Exercise data section start
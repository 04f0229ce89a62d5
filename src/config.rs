use serde::Deserialize;
use std::path::{Path, PathBuf};
use std::time::Duration;

use crate::error::{Error, Result};

pub const DEFAULT_BASE_URL: &str = "https://app.asana.com/api/1.0";
const DEFAULT_TIMEOUT_SECS: u64 = 30;

/// Optional on-disk settings. Environment variables take precedence.
#[derive(Debug, Deserialize, Default)]
#[serde(deny_unknown_fields)]
pub struct FileConfig {
    pub token: Option<String>,
    pub workspace_gid: Option<String>,
    pub team_gid: Option<String>,
    pub portfolio_gid: Option<String>,
    pub base_url: Option<String>,
    pub insecure_tls: Option<bool>,
    pub timeout_secs: Option<u64>,
}

/// A value a flow may demand before it touches the network.
#[derive(Debug, Clone, Copy, PartialEq, Eq)]
pub enum Setting {
    Token,
    Workspace,
    Team,
    Portfolio,
}

impl Setting {
    pub fn env_key(self) -> &'static str {
        match self {
            Setting::Token => "ASANA_TOKEN",
            Setting::Workspace => "ASANA_WORKSPACE_GID",
            Setting::Team => "ASANA_TEAM_GID",
            Setting::Portfolio => "ASANA_PORTFOLIO_GID",
        }
    }
}

/// Process-wide settings, resolved once at startup and passed by reference.
#[derive(Debug, Clone)]
pub struct Config {
    token: Option<String>,
    workspace_gid: Option<String>,
    team_gid: Option<String>,
    portfolio_gid: Option<String>,
    pub base_url: String,
    pub insecure_tls: bool,
    pub timeout: Duration,
}

impl Config {
    /// Merge file settings with an environment lookup. Blank values count as unset.
    pub fn resolve(file: FileConfig, env: impl Fn(&str) -> Option<String>) -> Result<Self> {
        let pick = |key: &str, fallback: Option<String>| {
            non_empty(env(key)).or_else(|| non_empty(fallback))
        };

        let insecure_tls = match non_empty(env("ASANA_INSECURE_TLS")) {
            Some(raw) => parse_bool(&raw).ok_or_else(|| {
                Error::Config(format!("ASANA_INSECURE_TLS must be a boolean, got '{raw}'"))
            })?,
            None => file.insecure_tls.unwrap_or(false),
        };

        let timeout_secs = match non_empty(env("ASANA_TIMEOUT_SECS")) {
            Some(raw) => raw.parse::<u64>().map_err(|_| {
                Error::Config(format!("ASANA_TIMEOUT_SECS must be a whole number, got '{raw}'"))
            })?,
            None => file.timeout_secs.unwrap_or(DEFAULT_TIMEOUT_SECS),
        };
        if timeout_secs == 0 {
            return Err(Error::Config("timeout must be at least one second".into()));
        }

        let base_url = pick("ASANA_BASE_URL", file.base_url)
            .unwrap_or_else(|| DEFAULT_BASE_URL.to_string())
            .trim_end_matches('/')
            .to_string();

        Ok(Self {
            token: pick(Setting::Token.env_key(), file.token),
            workspace_gid: pick(Setting::Workspace.env_key(), file.workspace_gid),
            team_gid: pick(Setting::Team.env_key(), file.team_gid),
            portfolio_gid: pick(Setting::Portfolio.env_key(), file.portfolio_gid),
            base_url,
            insecure_tls,
            timeout: Duration::from_secs(timeout_secs),
        })
    }

    pub fn get(&self, setting: Setting) -> Option<&str> {
        match setting {
            Setting::Token => self.token.as_deref(),
            Setting::Workspace => self.workspace_gid.as_deref(),
            Setting::Team => self.team_gid.as_deref(),
            Setting::Portfolio => self.portfolio_gid.as_deref(),
        }
    }

    /// Return every requested value, or one error naming all that are missing.
    pub fn require<const N: usize>(&self, settings: [Setting; N]) -> Result<[String; N]> {
        let missing: Vec<&'static str> = settings
            .iter()
            .filter(|s| self.get(**s).is_none())
            .map(|s| s.env_key())
            .collect();
        if !missing.is_empty() {
            return Err(Error::MissingConfig { missing });
        }
        Ok(settings.map(|s| self.get(s).unwrap_or_default().to_string()))
    }
}

fn non_empty(value: Option<String>) -> Option<String> {
    value
        .map(|v| v.trim().to_string())
        .filter(|v| !v.is_empty())
}

fn parse_bool(raw: &str) -> Option<bool> {
    match raw.to_ascii_lowercase().as_str() {
        "1" | "true" | "yes" | "on" => Some(true),
        "0" | "false" | "no" | "off" => Some(false),
        _ => None,
    }
}

pub fn default_config_path() -> PathBuf {
    dirs::home_dir()
        .unwrap_or_else(|| PathBuf::from("."))
        .join(".asana-batch")
        .join("config.toml")
}

/// Read the TOML config file. A missing default file is not an error; a
/// missing file the user named explicitly is.
pub fn load_file_config(explicit: Option<&Path>) -> Result<FileConfig> {
    let path = match explicit {
        Some(p) if !p.exists() => return Err(Error::MissingFile(p.to_path_buf())),
        Some(p) => p.to_path_buf(),
        None => default_config_path(),
    };
    if !path.exists() {
        return Ok(FileConfig::default());
    }
    let contents = std::fs::read_to_string(&path)?;
    toml::from_str(&contents)
        .map_err(|e| Error::Config(format!("failed to parse {}: {e}", path.display())))
}

#[cfg(test)]
mod tests {
    use super::*;
    use std::collections::HashMap;

    fn env_of(pairs: &[(&str, &str)]) -> impl Fn(&str) -> Option<String> {
        let map: HashMap<String, String> = pairs
            .iter()
            .map(|(k, v)| (k.to_string(), v.to_string()))
            .collect();
        move |key: &str| map.get(key).cloned()
    }

    #[test]
    fn env_overrides_file() {
        let file = FileConfig {
            token: Some("file-token".into()),
            team_gid: Some("team-from-file".into()),
            ..Default::default()
        };
        let cfg = Config::resolve(file, env_of(&[("ASANA_TOKEN", "env-token")])).unwrap();
        assert_eq!(cfg.get(Setting::Token), Some("env-token"));
        assert_eq!(cfg.get(Setting::Team), Some("team-from-file"));
        assert_eq!(cfg.base_url, DEFAULT_BASE_URL);
        assert!(!cfg.insecure_tls);
        assert_eq!(cfg.timeout, Duration::from_secs(30));
    }

    #[test]
    fn blank_env_value_counts_as_missing() {
        let cfg = Config::resolve(FileConfig::default(), env_of(&[("ASANA_TOKEN", "  ")])).unwrap();
        assert_eq!(cfg.get(Setting::Token), None);
    }

    #[test]
    fn require_reports_all_missing_keys() {
        let cfg = Config::resolve(
            FileConfig::default(),
            env_of(&[("ASANA_WORKSPACE_GID", "w1")]),
        )
        .unwrap();
        let err = cfg
            .require([Setting::Token, Setting::Workspace, Setting::Team])
            .unwrap_err();
        match err {
            Error::MissingConfig { missing } => {
                assert_eq!(missing, vec!["ASANA_TOKEN", "ASANA_TEAM_GID"]);
            }
            other => panic!("unexpected error: {other}"),
        }
    }

    #[test]
    fn require_returns_values_in_order() {
        let cfg = Config::resolve(
            FileConfig::default(),
            env_of(&[("ASANA_TOKEN", "t"), ("ASANA_PORTFOLIO_GID", "p")]),
        )
        .unwrap();
        let [portfolio, token] = cfg.require([Setting::Portfolio, Setting::Token]).unwrap();
        assert_eq!(portfolio, "p");
        assert_eq!(token, "t");
    }

    #[test]
    fn insecure_tls_and_timeout_from_env() {
        let cfg = Config::resolve(
            FileConfig::default(),
            env_of(&[
                ("ASANA_INSECURE_TLS", "true"),
                ("ASANA_TIMEOUT_SECS", "5"),
                ("ASANA_BASE_URL", "http://localhost:9000/api/1.0/"),
            ]),
        )
        .unwrap();
        assert!(cfg.insecure_tls);
        assert_eq!(cfg.timeout, Duration::from_secs(5));
        assert_eq!(cfg.base_url, "http://localhost:9000/api/1.0");
    }

    #[test]
    fn rejects_malformed_values() {
        let bad_bool =
            Config::resolve(FileConfig::default(), env_of(&[("ASANA_INSECURE_TLS", "maybe")]));
        assert!(matches!(bad_bool, Err(Error::Config(_))));

        let zero = Config::resolve(FileConfig::default(), env_of(&[("ASANA_TIMEOUT_SECS", "0")]));
        assert!(matches!(zero, Err(Error::Config(_))));
    }

    #[test]
    fn loads_toml_file() {
        let dir = tempfile::tempdir().unwrap();
        let path = dir.path().join("config.toml");
        std::fs::write(
            &path,
            "token = \"abc\"\nworkspace_gid = \"42\"\ninsecure_tls = true\n",
        )
        .unwrap();

        let file = load_file_config(Some(&path)).unwrap();
        assert_eq!(file.token.as_deref(), Some("abc"));
        assert_eq!(file.workspace_gid.as_deref(), Some("42"));
        assert_eq!(file.insecure_tls, Some(true));
    }

    #[test]
    fn explicit_missing_file_is_an_error() {
        let dir = tempfile::tempdir().unwrap();
        let result = load_file_config(Some(&dir.path().join("nope.toml")));
        assert!(matches!(result, Err(Error::MissingFile(_))));
    }
}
Exercise data section end
◆ What you should do: Begin with the line that has "Some(p) if !p.exists()" in the listing above and end after the line that has "toml::from_str(&contents)"; output those lines exactly.

◆ Task output:
        Some(p) if !p.exists() => return Err(Error::MissingFile(p.to_path_buf())),
        Some(p) => p.to_path_buf(),
        None => default_config_path(),
    };
    if !path.exists() {
        return Ok(FileConfig::default());
    }
    let contents = std::fs::read_to_string(&path)?;
    toml::from_str(&contents)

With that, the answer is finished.